Aim of the task:
Please repeat every line below exactly, from the first to the last.

Records contained in a dataset
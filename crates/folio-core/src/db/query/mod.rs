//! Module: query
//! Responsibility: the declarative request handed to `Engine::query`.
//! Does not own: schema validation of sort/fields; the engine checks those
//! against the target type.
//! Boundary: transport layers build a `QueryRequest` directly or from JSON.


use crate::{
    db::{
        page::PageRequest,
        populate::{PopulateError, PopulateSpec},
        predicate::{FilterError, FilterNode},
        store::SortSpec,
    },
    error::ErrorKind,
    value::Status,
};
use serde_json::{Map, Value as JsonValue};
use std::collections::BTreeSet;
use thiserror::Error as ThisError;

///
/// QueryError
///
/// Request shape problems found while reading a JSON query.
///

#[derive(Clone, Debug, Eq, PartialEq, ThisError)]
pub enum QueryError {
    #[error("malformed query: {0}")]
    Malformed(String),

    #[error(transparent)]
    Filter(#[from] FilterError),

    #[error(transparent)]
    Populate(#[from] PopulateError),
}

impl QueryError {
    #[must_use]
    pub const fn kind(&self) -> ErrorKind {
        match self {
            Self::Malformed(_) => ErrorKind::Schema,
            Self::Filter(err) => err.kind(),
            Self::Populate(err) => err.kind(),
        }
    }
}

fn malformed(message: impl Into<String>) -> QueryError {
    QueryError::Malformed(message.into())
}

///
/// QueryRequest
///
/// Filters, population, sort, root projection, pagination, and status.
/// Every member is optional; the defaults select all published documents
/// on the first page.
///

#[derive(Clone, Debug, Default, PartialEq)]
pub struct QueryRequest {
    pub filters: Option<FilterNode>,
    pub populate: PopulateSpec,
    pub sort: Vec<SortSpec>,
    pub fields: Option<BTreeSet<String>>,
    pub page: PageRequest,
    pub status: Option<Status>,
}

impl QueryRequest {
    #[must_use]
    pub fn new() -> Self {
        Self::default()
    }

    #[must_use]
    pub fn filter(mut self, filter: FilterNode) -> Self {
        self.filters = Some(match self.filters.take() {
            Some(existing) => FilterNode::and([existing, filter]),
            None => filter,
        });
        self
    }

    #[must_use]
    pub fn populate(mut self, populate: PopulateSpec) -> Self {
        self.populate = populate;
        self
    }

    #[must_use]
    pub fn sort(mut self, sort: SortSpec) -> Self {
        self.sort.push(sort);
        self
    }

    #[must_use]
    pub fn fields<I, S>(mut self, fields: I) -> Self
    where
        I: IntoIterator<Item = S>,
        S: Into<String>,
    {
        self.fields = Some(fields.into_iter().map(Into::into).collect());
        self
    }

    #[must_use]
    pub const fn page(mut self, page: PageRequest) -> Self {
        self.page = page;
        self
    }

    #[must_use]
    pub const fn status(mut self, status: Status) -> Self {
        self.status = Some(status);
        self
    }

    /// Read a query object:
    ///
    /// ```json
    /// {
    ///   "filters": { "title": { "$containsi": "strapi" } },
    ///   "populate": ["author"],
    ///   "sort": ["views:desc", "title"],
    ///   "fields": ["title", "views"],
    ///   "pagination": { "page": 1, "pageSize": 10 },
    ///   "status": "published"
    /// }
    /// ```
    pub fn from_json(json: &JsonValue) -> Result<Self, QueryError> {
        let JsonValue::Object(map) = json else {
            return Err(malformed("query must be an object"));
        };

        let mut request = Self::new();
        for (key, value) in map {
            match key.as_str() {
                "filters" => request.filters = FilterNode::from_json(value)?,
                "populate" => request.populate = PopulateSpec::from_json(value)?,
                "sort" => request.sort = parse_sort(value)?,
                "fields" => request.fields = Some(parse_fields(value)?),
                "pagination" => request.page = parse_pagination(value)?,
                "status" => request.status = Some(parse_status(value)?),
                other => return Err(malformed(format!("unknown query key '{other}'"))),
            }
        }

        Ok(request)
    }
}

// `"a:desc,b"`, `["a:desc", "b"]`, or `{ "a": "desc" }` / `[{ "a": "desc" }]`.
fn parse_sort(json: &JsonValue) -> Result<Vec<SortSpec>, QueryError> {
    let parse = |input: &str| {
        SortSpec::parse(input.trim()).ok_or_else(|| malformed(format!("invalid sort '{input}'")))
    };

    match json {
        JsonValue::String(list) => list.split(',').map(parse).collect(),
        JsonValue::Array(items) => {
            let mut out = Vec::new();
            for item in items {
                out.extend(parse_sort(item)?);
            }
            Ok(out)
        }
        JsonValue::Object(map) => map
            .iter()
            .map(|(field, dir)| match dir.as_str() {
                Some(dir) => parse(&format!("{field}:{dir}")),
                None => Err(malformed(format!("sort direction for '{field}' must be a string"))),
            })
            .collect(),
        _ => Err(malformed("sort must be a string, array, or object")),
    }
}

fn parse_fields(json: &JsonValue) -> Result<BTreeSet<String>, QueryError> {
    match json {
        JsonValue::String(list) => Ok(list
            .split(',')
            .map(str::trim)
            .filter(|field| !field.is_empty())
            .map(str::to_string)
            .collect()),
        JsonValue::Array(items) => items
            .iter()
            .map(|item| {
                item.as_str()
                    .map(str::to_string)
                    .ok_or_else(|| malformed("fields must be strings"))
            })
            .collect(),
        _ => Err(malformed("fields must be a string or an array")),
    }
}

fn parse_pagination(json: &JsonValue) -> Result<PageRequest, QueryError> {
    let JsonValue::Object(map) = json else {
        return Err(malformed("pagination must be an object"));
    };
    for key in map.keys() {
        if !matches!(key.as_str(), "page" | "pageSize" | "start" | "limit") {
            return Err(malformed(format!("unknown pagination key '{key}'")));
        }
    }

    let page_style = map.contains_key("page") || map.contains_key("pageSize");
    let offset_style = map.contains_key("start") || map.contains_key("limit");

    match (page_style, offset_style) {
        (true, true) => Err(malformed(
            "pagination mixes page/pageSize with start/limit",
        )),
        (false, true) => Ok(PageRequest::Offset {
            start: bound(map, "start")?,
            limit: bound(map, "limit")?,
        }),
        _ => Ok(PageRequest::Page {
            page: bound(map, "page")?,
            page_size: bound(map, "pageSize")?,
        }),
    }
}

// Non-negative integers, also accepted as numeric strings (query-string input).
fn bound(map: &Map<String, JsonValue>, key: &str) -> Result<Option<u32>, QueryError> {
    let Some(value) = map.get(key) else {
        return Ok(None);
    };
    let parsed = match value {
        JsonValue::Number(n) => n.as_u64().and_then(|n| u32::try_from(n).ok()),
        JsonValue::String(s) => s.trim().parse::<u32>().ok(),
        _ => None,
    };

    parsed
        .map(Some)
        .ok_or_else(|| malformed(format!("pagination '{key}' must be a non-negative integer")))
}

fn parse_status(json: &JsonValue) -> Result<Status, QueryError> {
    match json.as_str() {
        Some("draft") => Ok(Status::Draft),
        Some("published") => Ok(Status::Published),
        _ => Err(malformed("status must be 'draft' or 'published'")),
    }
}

Solution below:
filename crates/folio-core/src/db/query/mod.rs
//! Module: query
//! Responsibility: the declarative request handed to `Engine::query`.
//! Does not own: schema validation of sort/fields; the engine checks those
//! against the target type.
//! Boundary: transport layers build a `QueryRequest` directly or from JSON.


use crate::{
    db::{
        page::PageRequest,
        populate::{PopulateError, PopulateSpec},
        predicate::{FilterError, FilterNode},
        store::SortSpec,
    },
    error::ErrorKind,
    value::Status,
};
use serde_json::{Map, Value as JsonValue};
use std::collections::BTreeSet;
use thiserror::Error as ThisError;

///
/// QueryError
///
/// Request shape problems found while reading a JSON query.
///

#[derive(Clone, Debug, Eq, PartialEq, ThisError)]
pub enum QueryError {
    #[error("malformed query: {0}")]
    Malformed(String),

    #[error(transparent)]
    Filter(#[from] FilterError),

    #[error(transparent)]
    Populate(#[from] PopulateError),
}

impl QueryError {
    #[must_use]
    pub const fn kind(&self) -> ErrorKind {
        match self {
            Self::Malformed(_) => ErrorKind::Schema,
            Self::Filter(err) => err.kind(),
            Self::Populate(err) => err.kind(),
        }
    }
}

fn malformed(message: impl Into<String>) -> QueryError {
    QueryError::Malformed(message.into())
}

///
/// QueryRequest
///
/// Filters, population, sort, root projection, pagination, and status.
/// Every member is optional; the defaults select all published documents
/// on the first page.
///

#[derive(Clone, Debug, Default, PartialEq)]
pub struct QueryRequest {
    pub filters: Option<FilterNode>,
    pub populate: PopulateSpec,
    pub sort: Vec<SortSpec>,
    pub fields: Option<BTreeSet<String>>,
    pub page: PageRequest,
    pub status: Option<Status>,
}

impl QueryRequest {
    #[must_use]
    pub fn new() -> Self {
        Self::default()
    }

    #[must_use]
    pub fn filter(mut self, filter: FilterNode) -> Self {
        self.filters = Some(match self.filters.take() {
            Some(existing) => FilterNode::and([existing, filter]),
            None => filter,
        });
        self
    }

    #[must_use]
    pub fn populate(mut self, populate: PopulateSpec) -> Self {
        self.populate = populate;
        self
    }

    #[must_use]
    pub fn sort(mut self, sort: SortSpec) -> Self {
        self.sort.push(sort);
        self
    }

    #[must_use]
    pub fn fields<I, S>(mut self, fields: I) -> Self
    where
        I: IntoIterator<Item = S>,
        S: Into<String>,
    {
        self.fields = Some(fields.into_iter().map(Into::into).collect());
        self
    }

    #[must_use]
    pub const fn page(mut self, page: PageRequest) -> Self {
        self.page = page;
        self
    }

    #[must_use]
    pub const fn status(mut self, status: Status) -> Self {
        self.status = Some(status);
        self
    }

    /// Read a query object:
    ///
    /// ```json
    /// {
    ///   "filters": { "title": { "$containsi": "strapi" } },
    ///   "populate": ["author"],
    ///   "sort": ["views:desc", "title"],
    ///   "fields": ["title", "views"],
    ///   "pagination": { "page": 1, "pageSize": 10 },
    ///   "status": "published"
    /// }
    /// ```
    pub fn from_json(json: &JsonValue) -> Result<Self, QueryError> {
        let JsonValue::Object(map) = json else {
            return Err(malformed("query must be an object"));
        };

        let mut request = Self::new();
        for (key, value) in map {
            match key.as_str() {
                "filters" => request.filters = FilterNode::from_json(value)?,
                "populate" => request.populate = PopulateSpec::from_json(value)?,
                "sort" => request.sort = parse_sort(value)?,
                "fields" => request.fields = Some(parse_fields(value)?),
                "pagination" => request.page = parse_pagination(value)?,
                "status" => request.status = Some(parse_status(value)?),
                other => return Err(malformed(format!("unknown query key '{other}'"))),
            }
        }

        Ok(request)
    }
}

// `"a:desc,b"`, `["a:desc", "b"]`, or `{ "a": "desc" }` / `[{ "a": "desc" }]`.
fn parse_sort(json: &JsonValue) -> Result<Vec<SortSpec>, QueryError> {
    let parse = |input: &str| {
        SortSpec::parse(input.trim()).ok_or_else(|| malformed(format!("invalid sort '{input}'")))
    };

    match json {
        JsonValue::String(list) => list.split(',').map(parse).collect(),
        JsonValue::Array(items) => {
            let mut out = Vec::new();
            for item in items {
                out.extend(parse_sort(item)?);
            }
            Ok(out)
        }
        JsonValue::Object(map) => map
            .iter()
            .map(|(field, dir)| match dir.as_str() {
                Some(dir) => parse(&format!("{field}:{dir}")),
                None => Err(malformed(format!("sort direction for '{field}' must be a string"))),
            })
            .collect(),
        _ => Err(malformed("sort must be a string, array, or object")),
    }
}

fn parse_fields(json: &JsonValue) -> Result<BTreeSet<String>, QueryError> {
    match json {
        JsonValue::String(list) => Ok(list
            .split(',')
            .map(str::trim)
            .filter(|field| !field.is_empty())
            .map(str::to_string)
            .collect()),
        JsonValue::Array(items) => items
            .iter()
            .map(|item| {
                item.as_str()
                    .map(str::to_string)
                    .ok_or_else(|| malformed("fields must be strings"))
            })
            .collect(),
        _ => Err(malformed("fields must be a string or an array")),
    }
}

fn parse_pagination(json: &JsonValue) -> Result<PageRequest, QueryError> {
    let JsonValue::Object(map) = json else {
        return Err(malformed("pagination must be an object"));
    };
    for key in map.keys() {
        if !matches!(key.as_str(), "page" | "pageSize" | "start" | "limit") {
            return Err(malformed(format!("unknown pagination key '{key}'")));
        }
    }

    let page_style = map.contains_key("page") || map.contains_key("pageSize");
    let offset_style = map.contains_key("start") || map.contains_key("limit");

    match (page_style, offset_style) {
        (true, true) => Err(malformed(
            "pagination mixes page/pageSize with start/limit",
        )),
        (false, true) => Ok(PageRequest::Offset {
            start: bound(map, "start")?,
            limit: bound(map, "limit")?,
        }),
        _ => Ok(PageRequest::Page {
            page: bound(map, "page")?,
            page_size: bound(map, "pageSize")?,
        }),
    }
}

// Non-negative integers, also accepted as numeric strings (query-string input).
fn bound(map: &Map<String, JsonValue>, key: &str) -> Result<Option<u32>, QueryError> {
    let Some(value) = map.get(key) else {
        return Ok(None);
    };
    let parsed = match value {
        JsonValue::Number(n) => n.as_u64().and_then(|n| u32::try_from(n).ok()),
        JsonValue::String(s) => s.trim().parse::<u32>().ok(),
        _ => None,
    };

    parsed
        .map(Some)
        .ok_or_else(|| malformed(format!("pagination '{key}' must be a non-negative integer")))
}

fn parse_status(json: &JsonValue) -> Result<Status, QueryError> {
    match json.as_str() {
        Some("draft") => Ok(Status::Draft),
        Some("published") => Ok(Status::Published),
        _ => Err(malformed("status must be 'draft' or 'published'")),
    }
}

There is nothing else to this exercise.